Queria poder todo dia observar o teu olhar. Acarinhar um pouco mais o seu rosto. Sentir teu abraço, teu cheiro. Aquele cheiro que meu olfato já ficou adestrado a assimilar e por fim, não esquece. Tua risada é memoravel. Há muito tempo não tinha sorrisos tão espontaneos, gargalhadas tão gostosas, tão dóceis. Quero que o tempo seja menos voraz em cruelmente se usurpar de você. Alguns sentidos mais palpaveis, outros não. Talvez esteja lentamente me sentindo levitar em algo que já doeu tanto e hoje não dói mais. Um pulsar latente que só tem a me acrescentar, tão doce! E então, tão intensa será a minha contemplação, mesmo nas poucas horas que a vida me reserva você. E ficarei sempre assim: feliz.


"Eu quero esperar pelo amanhecer, eu quero ver o Sol refletindo em você".

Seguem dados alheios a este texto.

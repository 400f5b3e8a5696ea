use actix_web::web;

use crate::modules::file::handle;

/// `/{filename}` matches any single segment, so it is registered last.
pub fn configure(cfg: &mut web::ServiceConfig) {
    cfg.service(web::resource("/upload").route(web::post().to(handle::upload_file)))
        .service(web::resource("/files").route(web::get().to(handle::list_files)))
        .service(web::resource("/info/{code}").route(web::get().to(handle::file_info)))
        .service(
            web::resource("/delete/{file_id}")
                .route(web::delete().to(handle::delete_file))
                .route(web::post().to(handle::delete_file)),
        )
        .service(web::resource("/{filename}").route(web::get().to(handle::view_file)));
}
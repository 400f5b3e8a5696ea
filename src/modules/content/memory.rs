use std::collections::HashMap;

use tokio::sync::RwLock;

use crate::modules::content::{ContentError, ContentHandle, ContentResult, ContentStore};

/// In-process blob store for `memory://` deployments and tests.
#[derive(Default)]
pub struct MemoryContentStore {
    blobs: RwLock<HashMap<ContentHandle, Vec<u8>>>,
    capacity_bytes: Option<usize>,
}

impl MemoryContentStore {
    pub fn new() -> Self {
        Self::default()
    }

    /// Refuse `put` once the stored total would exceed `capacity_bytes`.
    pub fn with_capacity_bytes(capacity_bytes: usize) -> Self {
        Self { blobs: RwLock::default(), capacity_bytes: Some(capacity_bytes) }
    }

    pub async fn len(&self) -> usize {
        self.blobs.read().await.len()
    }

    pub async fn contains(&self, handle: &ContentHandle) -> bool {
        self.blobs.read().await.contains_key(handle)
    }
}

#[async_trait::async_trait]
impl ContentStore for MemoryContentStore {
    async fn put(&self, bytes: Vec<u8>) -> ContentResult<ContentHandle> {
        let mut blobs = self.blobs.write().await;

        if let Some(capacity) = self.capacity_bytes {
            let used: usize = blobs.values().map(Vec::len).sum();
            if used + bytes.len() > capacity {
                return Err(ContentError::QuotaExceeded(format!(
                    "{} bytes requested, {} of {} bytes in use",
                    bytes.len(),
                    used,
                    capacity
                )));
            }
        }

        let handle = ContentHandle::generate();
        blobs.insert(handle, bytes);
        Ok(handle)
    }

    async fn get(&self, handle: &ContentHandle) -> ContentResult<Vec<u8>> {
        self.blobs.read().await.get(handle).cloned().ok_or(ContentError::NotFound(*handle))
    }

    async fn delete(&self, handle: &ContentHandle) -> ContentResult<bool> {
        Ok(self.blobs.write().await.remove(handle).is_some())
    }

    async fn ping(&self) -> ContentResult<()> {
        Ok(())
    }
}

#[cfg(test)]
mod tests {
    use super::*;

    #[tokio::test]
    async fn test_put_get_delete() {
        let store = MemoryContentStore::new();
        let handle = store.put(b"hello".to_vec()).await.unwrap();

        assert_eq!(store.get(&handle).await.unwrap(), b"hello");
        assert!(store.delete(&handle).await.unwrap());
        assert!(!store.delete(&handle).await.unwrap());
        assert!(matches!(store.get(&handle).await, Err(ContentError::NotFound(h)) if h == handle));
    }

    #[tokio::test]
    async fn test_handles_are_never_reused() {
        let store = MemoryContentStore::new();
        let a = store.put(b"same".to_vec()).await.unwrap();
        let b = store.put(b"same".to_vec()).await.unwrap();

        assert_ne!(a, b);
        assert_eq!(store.len().await, 2);
    }

    #[tokio::test]
    async fn test_capacity_is_enforced() {
        let store = MemoryContentStore::with_capacity_bytes(8);
        store.put(vec![0u8; 6]).await.unwrap();

        let err = store.put(vec![0u8; 3]).await.unwrap_err();
        assert!(matches!(err, ContentError::QuotaExceeded(_)));
        assert_eq!(store.len().await, 1);
    }
}
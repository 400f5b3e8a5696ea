use actix_web::{http::StatusCode, HttpResponse, ResponseError};
use serde_json::json;
use std::borrow::Cow;

use crate::modules::content::ContentError;

#[derive(thiserror::Error, Debug)]
pub enum Error {
    #[error("Bad Request: {0}")]
    BadRequest(Cow<'static, str>),
    #[error("Not Found: {0}")]
    NotFound(Cow<'static, str>),
    #[error("Conflict: {0}")]
    Conflict(Cow<'static, str>),
    #[error("Payload Too Large: {0}")]
    PayloadTooLarge(Cow<'static, str>),
    #[error("Service Unavailable: {0}")]
    ServiceUnavailable(Cow<'static, str>),
    #[error("Insufficient Storage: {0}")]
    InsufficientStorage(Cow<'static, str>),
    #[error("Internal Server Error")]
    InternalServer,
}

#[derive(serde::Serialize)]
pub struct ErrorBody {
    pub message: Cow<'static, str>,
}

impl Error {
    pub fn bad_request(msg: impl Into<Cow<'static, str>>) -> Self {
        Self::BadRequest(msg.into())
    }

    pub fn not_found(msg: impl Into<Cow<'static, str>>) -> Self {
        Self::NotFound(msg.into())
    }
}

impl ResponseError for Error {
    fn status_code(&self) -> StatusCode {
        match *self {
            Error::BadRequest(_) => StatusCode::BAD_REQUEST,
            Error::NotFound(_) => StatusCode::NOT_FOUND,
            Error::Conflict(_) => StatusCode::CONFLICT,
            Error::PayloadTooLarge(_) => StatusCode::PAYLOAD_TOO_LARGE,
            Error::ServiceUnavailable(_) => StatusCode::SERVICE_UNAVAILABLE,
            Error::InsufficientStorage(_) => StatusCode::INSUFFICIENT_STORAGE,
            Error::InternalServer => StatusCode::INTERNAL_SERVER_ERROR,
        }
    }

    fn error_response(&self) -> HttpResponse {
        let mut res = HttpResponse::build(self.status_code());

        match self {
            // Has Message
            Error::NotFound(msg)
            | Error::Conflict(msg)
            | Error::BadRequest(msg)
            | Error::PayloadTooLarge(msg)
            | Error::ServiceUnavailable(msg)
            | Error::InsufficientStorage(msg) => res.json(ErrorBody { message: msg.clone() }),
            // No Message
            Error::InternalServer => res.json(json!({ "message": "Internal Server Error" })),
        }
    }
}

#[derive(thiserror::Error, Debug)]
pub enum SystemError {
    // sqlx errors
    #[error("Database Error : {0}")]
    DatabaseError(Cow<'static, str>),
    #[error("Migration Error: {0}")]
    MigrationError(#[from] sqlx::migrate::MigrateError),
    #[error("IO Error: {0}")]
    IoError(#[from] std::io::Error),
    // Storage errors
    #[error("Storage not configured: {0}")]
    NotConfigured(Cow<'static, str>),
    #[error("Storage unavailable: {0}")]
    StorageUnavailable(Cow<'static, str>),
    #[error("Storage quota exceeded: {0}")]
    QuotaExceeded(Cow<'static, str>),
    #[error("Code already in use: {0}")]
    DuplicateCode(String),
    #[error("No free code after {0} attempts")]
    CodeSpaceExhausted(u32),
    #[error("Inconsistent record {code}: {detail}")]
    Inconsistency { code: String, detail: Cow<'static, str> },
    // Custom Errors
    #[error("Bad Request: {0}")]
    BadRequest(Cow<'static, str>),
    #[error("Payload Too Large: {0}")]
    PayloadTooLarge(Cow<'static, str>),
    #[error("Database Not Found: {0}")]
    NotFound(Cow<'static, str>),
    #[error("Database Conflict: {0:?}")]
    Conflict(Option<DbErrorMeta>),
    #[error("Internal System Error: {0}")]
    InternalError(Box<dyn std::error::Error + Send + Sync>),
}

fn conflict_message(meta: &Option<DbErrorMeta>) -> Cow<'static, str> {
    let Some(m) = meta else {
        return "Duplicate value".into();
    };

    let Some(constraint) = &m.constraint else {
        return "Duplicate value".into();
    };

    // files_code_key -> "Code"
    let field = constraint.trim_end_matches("_key").split('_').next_back().unwrap_or("value");

    let mut chars = field.chars();
    let field = match chars.next() {
        Some(c) => c.to_uppercase().collect::<String>() + chars.as_str(),
        None => "Value".to_string(),
    };

    format!("{field} already exists").into()
}

#[derive(Debug)]
pub struct DbErrorMeta {
    pub code: Option<String>,
    pub constraint: Option<String>,
    pub message: String,
}

impl From<SystemError> for Error {
    fn from(value: SystemError) -> Self {
        match value {
            SystemError::BadRequest(msg) => Error::BadRequest(msg),
            SystemError::PayloadTooLarge(msg) => Error::PayloadTooLarge(msg),
            SystemError::NotFound(msg) => Error::NotFound(msg),
            SystemError::Conflict(meta) => Error::Conflict(conflict_message(&meta)),
            SystemError::NotConfigured(msg) => {
                log::error!("Storage not configured: {}", msg);
                Error::ServiceUnavailable("Storage is not configured".into())
            }
            SystemError::StorageUnavailable(msg) => {
                log::error!("Storage unavailable: {}", msg);
                Error::ServiceUnavailable("Storage is unreachable".into())
            }
            SystemError::QuotaExceeded(msg) => Error::InsufficientStorage(msg),
            SystemError::DuplicateCode(_) | SystemError::CodeSpaceExhausted(_) => {
                log::warn!("Code allocation failed: {}", value);
                Error::ServiceUnavailable("Could not allocate a file code, please retry".into())
            }
            SystemError::Inconsistency { ref code, ref detail } => {
                log::error!("Record {} has no content: {}", code, detail);
                Error::InternalServer
            }
            _ => {
                log::error!("Internal Server Error: {:?}", value);
                Error::InternalServer
            }
        }
    }
}

impl From<sqlx::Error> for SystemError {
    fn from(err: sqlx::Error) -> Self {
        if let sqlx::Error::Database(db_err) = &err {
            match db_err.code().as_deref() {
                Some("23505") => {
                    return SystemError::Conflict(Some(DbErrorMeta {
                        code: db_err.code().map(|s| s.to_string()),
                        constraint: db_err.constraint().map(|s| s.to_string()),
                        message: db_err.message().to_string(),
                    }));
                }
                // Undefined table: the schema is not migrated yet.
                Some("42P01") => {
                    log::error!("Schema missing: {}", db_err.message());
                    return SystemError::StorageUnavailable(db_err.message().to_string().into());
                }
                _ => {
                    log::error!("Unhandled DB error: {:?}", db_err);
                    return SystemError::DatabaseError(db_err.message().to_string().into());
                }
            }
        }
        match err {
            sqlx::Error::PoolTimedOut
            | sqlx::Error::PoolClosed
            | sqlx::Error::Io(_)
            | sqlx::Error::Tls(_) => {
                log::error!("{:?}", err);
                SystemError::StorageUnavailable(err.to_string().into())
            }
            other => {
                log::error!("{:?}", other);
                SystemError::InternalError(Box::new(other))
            }
        }
    }
}

impl From<ContentError> for SystemError {
    fn from(err: ContentError) -> Self {
        match err {
            ContentError::NotFound(handle) => {
                SystemError::NotFound(format!("Content {handle} not found").into())
            }
            ContentError::Unavailable(msg) => SystemError::StorageUnavailable(msg.into()),
            ContentError::QuotaExceeded(msg) => SystemError::QuotaExceeded(msg.into()),
            ContentError::Io(e) => SystemError::IoError(e),
            ContentError::Database(e) => SystemError::from(e),
        }
    }
}

impl SystemError {
    pub fn bad_request(msg: impl Into<Cow<'static, str>>) -> Self {
        Self::BadRequest(msg.into())
    }

    pub fn not_found(msg: impl Into<Cow<'static, str>>) -> Self {
        Self::NotFound(msg.into())
    }

    pub fn storage_unavailable(msg: impl Into<Cow<'static, str>>) -> Self {
        Self::StorageUnavailable(msg.into())
    }
}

quinta-feira, 30 de setembro de 2010

Andanças



Ela, através de um espelho, olhava a sua imagem refletida. Alguns arranhões em face, algumas peculiaridades, até sardas. Um rosto esbranquiçado. Acendendo a luz parecia ter até um pouco mais de vida. Sim, um rosto iluminado e sem vida. Não era a maquiagem que a fazia assim, mas o empobrecimento dos traços, das marcas. Sem marcas, ela poderia até se parecer com algo, mas apenas com as bonecas de porcelana. Foi até o quarto, pegou sua caixinha de música, uma pequena bailarina de plástico, a música a inspirou um ballet clássico em meio as avenidas daquela terrível cidade. Ah, esse calor infernal! Porém, apesar de tudo...Saiu de casa num impulso fervoroso pelos tempos que havia perdido, pelas linhas que havia de adquirir em seu rosto. Deveria, sim, envelhecer! E com uma adrenalina e um medo sem dimensão, foi até livraria. Disfarçadamente, olhou um, dois, três livros. Nada a apetecia. Pensou ser tão inteligente e tão apta a entender tudo. Porém, a leitura que deveria fazer era de si mesma. O que gostava, o que pertencia realmente as suas verdadeiras características. Em relação a isso, era bem mais complexo. Às vezes tentava elaborar um nexo. Porque se perdia tanto nas confusões da sua alma, que nao haveria descoberto nada sobre sua essência. Isso a amedrontava. Pensava que até os trinta teria de ter formado todo o seu aparelho psíquico, todo o seu intelecto. Já deveria ter terminado a faculdade, exercido metade das suas expectativas, no mínimo. Conquanto, percebeu que não tinha dado sequer um ponto de partida. Foi sempre tão refém de suas obrigações, que esquecera, no mínimo, de lembrar de si mesma. Foi então que colocou os livros na prateleira e resolveu caminhar mais uma vez. Estava tonta, resolveu tomar um café. Isso sim a apetecia. Foi a cafeteria, pediu um café. Nem olhou se quer o rosto das pessoas que estavam a sua volta. Estava era ansiosa, isso sim. Ansiosa por menos frio interno. Lá se foi o café, ela nem percebera. Saiu e viu um enorme buraco na rua, aonde infelizmente caiu. Um vão escuro no meio da cidade. Ofegante, acordou tremula e saiu de um sonho aparentemente sem sentido. Mas havia realizado seu desejo, pelo menos um de uma gama. Sentiu que não estava mais paralisada e retirado o peso de muitos de seus dias, que a partir de agora, teriam não um fim, mas um recomeço!